* [ACTION ITEM]
Print the full listing once more, exactly as given.

DATA SHOWN Start Marker

// Copyright © 2025 mailblast.io
// Licensed under MailBlast License Agreement v1.0
// Unauthorized copying, modification, or distribution is prohibited.

use crate::modules::compose::MessageTemplate;
use crate::modules::error::code::ErrorCode;
use crate::modules::error::MailBlastResult;
use crate::modules::smtp::util::generate_message_id;
use crate::raise_error;
use mail_send::mail_builder::{mime::BodyPart, MessageBuilder};
use mail_send::smtp::message::{IntoMessage, Message};
use mime_guess::{mime, Mime};
use std::borrow::Cow;
use std::path::Path;

/// The single optional file shared by every message in a send pass.
///
/// The shell reads it from disk exactly once; each outgoing message embeds a
/// copy of the bytes under the original file name.
pub struct Attachment {
    pub file_name: String,
    pub content: Vec<u8>,
}

impl Attachment {
    pub fn load(path: &Path) -> MailBlastResult<Self> {
        let file_name = path
            .file_name()
            .and_then(|name| name.to_str())
            .map(str::to_string)
            .ok_or_else(|| {
                raise_error!(
                    format!("Invalid attachment path: {}", path.display()),
                    ErrorCode::AttachmentError
                )
            })?;
        let content = std::fs::read(path).map_err(|e| {
            raise_error!(
                format!("Failed to read attachment '{}': {}", path.display(), e),
                ErrorCode::AttachmentError
            )
        })?;
        Ok(Self { file_name, content })
    }

    pub fn mime_type(&self) -> Mime {
        mime_guess::from_path(&self.file_name).first_or_octet_stream()
    }

    fn body_part(&self) -> MailBlastResult<BodyPart<'static>> {
        let mime = self.mime_type();
        if mime.type_() == mime::TEXT {
            let text = String::from_utf8(self.content.clone()).map_err(|e| {
                raise_error!(
                    format!("Invalid UTF-8 in text content: {}", e),
                    ErrorCode::AttachmentError
                )
            })?;
            Ok(BodyPart::Text(Cow::Owned(text)))
        } else {
            Ok(BodyPart::Binary(Cow::Owned(self.content.clone())))
        }
    }
}

/// Assembles one per-recipient message: sender, single recipient, the shared
/// subject and plain-text body, and the optional attachment.
pub fn build_outgoing(
    sender: &str,
    recipient: &str,
    template: &MessageTemplate,
    attachment: Option<&Attachment>,
) -> MailBlastResult<Message<'static>> {
    let mut builder = MessageBuilder::new()
        .from(sender.to_string())
        .to(recipient.to_string())
        .subject(template.subject.clone())
        .message_id(generate_message_id())
        .text_body(template.body.clone());

    if let Some(attachment) = attachment {
        let content = attachment
            .body_part()
            .map_err(|e| raise_error!(format!("Attachment error: {}", e), ErrorCode::AttachmentError))?;
        builder = builder.attachment(
            attachment.mime_type().to_string(),
            attachment.file_name.clone(),
            content,
        );
    }

    builder.into_message().map_err(|e| {
        raise_error!(
            format!("Failed to build message: {}", e),
            ErrorCode::InternalError
        )
    })
}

DATA SHOWN End Marker

* [SOLUTION]
// Copyright © 2025 mailblast.io
// Licensed under MailBlast License Agreement v1.0
// Unauthorized copying, modification, or distribution is prohibited.

use crate::modules::compose::MessageTemplate;
use crate::modules::error::code::ErrorCode;
use crate::modules::error::MailBlastResult;
use crate::modules::smtp::util::generate_message_id;
use crate::raise_error;
use mail_send::mail_builder::{mime::BodyPart, MessageBuilder};
use mail_send::smtp::message::{IntoMessage, Message};
use mime_guess::{mime, Mime};
use std::borrow::Cow;
use std::path::Path;

/// The single optional file shared by every message in a send pass.
///
/// The shell reads it from disk exactly once; each outgoing message embeds a
/// copy of the bytes under the original file name.
pub struct Attachment {
    pub file_name: String,
    pub content: Vec<u8>,
}

impl Attachment {
    pub fn load(path: &Path) -> MailBlastResult<Self> {
        let file_name = path
            .file_name()
            .and_then(|name| name.to_str())
            .map(str::to_string)
            .ok_or_else(|| {
                raise_error!(
                    format!("Invalid attachment path: {}", path.display()),
                    ErrorCode::AttachmentError
                )
            })?;
        let content = std::fs::read(path).map_err(|e| {
            raise_error!(
                format!("Failed to read attachment '{}': {}", path.display(), e),
                ErrorCode::AttachmentError
            )
        })?;
        Ok(Self { file_name, content })
    }

    pub fn mime_type(&self) -> Mime {
        mime_guess::from_path(&self.file_name).first_or_octet_stream()
    }

    fn body_part(&self) -> MailBlastResult<BodyPart<'static>> {
        let mime = self.mime_type();
        if mime.type_() == mime::TEXT {
            let text = String::from_utf8(self.content.clone()).map_err(|e| {
                raise_error!(
                    format!("Invalid UTF-8 in text content: {}", e),
                    ErrorCode::AttachmentError
                )
            })?;
            Ok(BodyPart::Text(Cow::Owned(text)))
        } else {
            Ok(BodyPart::Binary(Cow::Owned(self.content.clone())))
        }
    }
}

/// Assembles one per-recipient message: sender, single recipient, the shared
/// subject and plain-text body, and the optional attachment.
pub fn build_outgoing(
    sender: &str,
    recipient: &str,
    template: &MessageTemplate,
    attachment: Option<&Attachment>,
) -> MailBlastResult<Message<'static>> {
    let mut builder = MessageBuilder::new()
        .from(sender.to_string())
        .to(recipient.to_string())
        .subject(template.subject.clone())
        .message_id(generate_message_id())
        .text_body(template.body.clone());

    if let Some(attachment) = attachment {
        let content = attachment
            .body_part()
            .map_err(|e| raise_error!(format!("Attachment error: {}", e), ErrorCode::AttachmentError))?;
        builder = builder.attachment(
            attachment.mime_type().to_string(),
            attachment.file_name.clone(),
            content,
        );
    }

    builder.into_message().map_err(|e| {
        raise_error!(
            format!("Failed to build message: {}", e),
            ErrorCode::InternalError
        )
    })
}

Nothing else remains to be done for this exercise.